What the task asks:
Would you copy the material below word for word, beginning with its first line and ending with the line that contains "no effect until"?

Given information:
........

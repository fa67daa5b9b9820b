use i18n_embed::unic_langid::LanguageIdentifier;
use i18n_embed::{
    fluent::{fluent_language_loader, FluentLanguageLoader},
    DesktopLanguageRequester,
};
use i18n_embed_fl::fl;
use rust_embed::RustEmbed;
use std::sync::LazyLock;

#[derive(RustEmbed)]
#[folder = "i18n"]
struct Localizations;

pub static LANGUAGE_LOADER: LazyLock<FluentLanguageLoader> = LazyLock::new(|| {
    let loader = fluent_language_loader!();
    let requested_languages = DesktopLanguageRequester::requested_languages();
    let _result = i18n_embed::select(&loader, &Localizations, &requested_languages);
    // Fluent wraps placeables in Unicode isolation marks by default; rendered
    // strings here must stay plain text. set_use_isolating has no effect until
    // the languages are loaded (select), so it must come after it.
    loader.set_use_isolating(false);
    loader
});

#[derive(Debug, Clone, Copy, PartialEq, Eq)]
pub enum Language {
    English,
    Uzbek,
}

impl Default for Language {
    fn default() -> Self {
        let requested_languages = DesktopLanguageRequester::requested_languages();
        if requested_languages
            .iter()
            .any(|lang| lang.language.as_str() == "uz")
        {
            Language::Uzbek
        } else {
            Language::English
        }
    }
}

impl Language {
    pub fn toggled(self) -> Self {
        match self {
            Language::English => Language::Uzbek,
            Language::Uzbek => Language::English,
        }
    }

    fn lang_id(self) -> LanguageIdentifier {
        match self {
            Language::English => "en".parse::<LanguageIdentifier>().unwrap(),
            Language::Uzbek => "uz".parse::<LanguageIdentifier>().unwrap(),
        }
    }
}

pub fn translate(key: &str, language: Language) -> String {
    // The toggle button names the language it switches to.
    if key == "language-toggle" {
        return match language {
            Language::English => "UZB".to_string(),
            Language::Uzbek => "ENG".to_string(),
        };
    }

    match key {
        "app-title" => fl!(LANGUAGE_LOADER, "app-title"),
        "add-task-placeholder" => fl!(LANGUAGE_LOADER, "add-task-placeholder"),
        "describe-task-placeholder" => fl!(LANGUAGE_LOADER, "describe-task-placeholder"),
        "filter-all" => fl!(LANGUAGE_LOADER, "filter-all"),
        "filter-active" => fl!(LANGUAGE_LOADER, "filter-active"),
        "filter-completed" => fl!(LANGUAGE_LOADER, "filter-completed"),
        "empty-no-tasks" => fl!(LANGUAGE_LOADER, "empty-no-tasks"),
        "empty-all-done" => fl!(LANGUAGE_LOADER, "empty-all-done"),
        "empty-no-completed" => fl!(LANGUAGE_LOADER, "empty-no-completed"),
        _ => key.to_string(),
    }
}

// Only the English message varies with the count; the Uzbek one always uses
// the same word.
pub fn translate_tasks_remaining(count: usize, _language: Language) -> String {
    fl!(LANGUAGE_LOADER, "tasks-remaining", count = count)
}

pub fn update_language(language: Language) {
    let _result = i18n_embed::select(&*LANGUAGE_LOADER, &Localizations, &[language.lang_id()]);
}

#[cfg(test)]
mod tests {
    use super::*;

    // Each test selects its language on a private loader so tests stay
    // independent of the process-wide one.
    fn loader_for(language: Language) -> FluentLanguageLoader {
        let loader = fluent_language_loader!();
        let _result = i18n_embed::select(&loader, &Localizations, &[language.lang_id()]);
        loader.set_use_isolating(false);
        loader
    }

    #[test]
    fn english_heading_pluralizes() {
        let loader = loader_for(Language::English);

        assert_eq!(
            fl!(loader, "tasks-remaining", count = 1usize),
            "1 task remaining"
        );
        assert_eq!(
            fl!(loader, "tasks-remaining", count = 3usize),
            "3 tasks remaining"
        );
        assert_eq!(
            fl!(loader, "tasks-remaining", count = 0usize),
            "0 tasks remaining"
        );
    }

    #[test]
    fn uzbek_heading_ignores_the_count_category() {
        let loader = loader_for(Language::Uzbek);

        assert_eq!(
            fl!(loader, "tasks-remaining", count = 1usize),
            "1 ta vazifa qoldi"
        );
        assert_eq!(
            fl!(loader, "tasks-remaining", count = 3usize),
            "3 ta vazifa qoldi"
        );
    }

    #[test]
    fn filter_labels_follow_the_language() {
        let english = loader_for(Language::English);
        assert_eq!(fl!(english, "filter-all"), "All");
        assert_eq!(fl!(english, "filter-active"), "Active");
        assert_eq!(fl!(english, "filter-completed"), "Completed");

        let uzbek = loader_for(Language::Uzbek);
        assert_eq!(fl!(uzbek, "filter-all"), "Hammasi");
        assert_eq!(fl!(uzbek, "filter-active"), "Aktiv");
        assert_eq!(fl!(uzbek, "filter-completed"), "Yakunlangan");
    }

    #[test]
    fn title_is_shared_between_languages() {
        assert_eq!(fl!(loader_for(Language::English), "app-title"), "TodoMatic");
        assert_eq!(fl!(loader_for(Language::Uzbek), "app-title"), "TodoMatic");
    }

    #[test]
    fn toggle_label_names_the_other_language() {
        assert_eq!(translate("language-toggle", Language::English), "UZB");
        assert_eq!(translate("language-toggle", Language::Uzbek), "ENG");
    }

    #[test]
    fn language_toggle_round_trips() {
        assert_eq!(Language::English.toggled(), Language::Uzbek);
        assert_eq!(Language::English.toggled().toggled(), Language::English);
    }
}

........

Response:
repository fa67daa5b9b9820b
use i18n_embed::unic_langid::LanguageIdentifier;
use i18n_embed::{
    fluent::{fluent_language_loader, FluentLanguageLoader},
    DesktopLanguageRequester,
};
use i18n_embed_fl::fl;
use rust_embed::RustEmbed;
use std::sync::LazyLock;

#[derive(RustEmbed)]
#[folder = "i18n"]
struct Localizations;

pub static LANGUAGE_LOADER: LazyLock<FluentLanguageLoader> = LazyLock::new(|| {
    let loader = fluent_language_loader!();
    let requested_languages = DesktopLanguageRequester::requested_languages();
    let _result = i18n_embed::select(&loader, &Localizations, &requested_languages);
    // Fluent wraps placeables in Unicode isolation marks by default; rendered
    // strings here must stay plain text. set_use_isolating has no effect until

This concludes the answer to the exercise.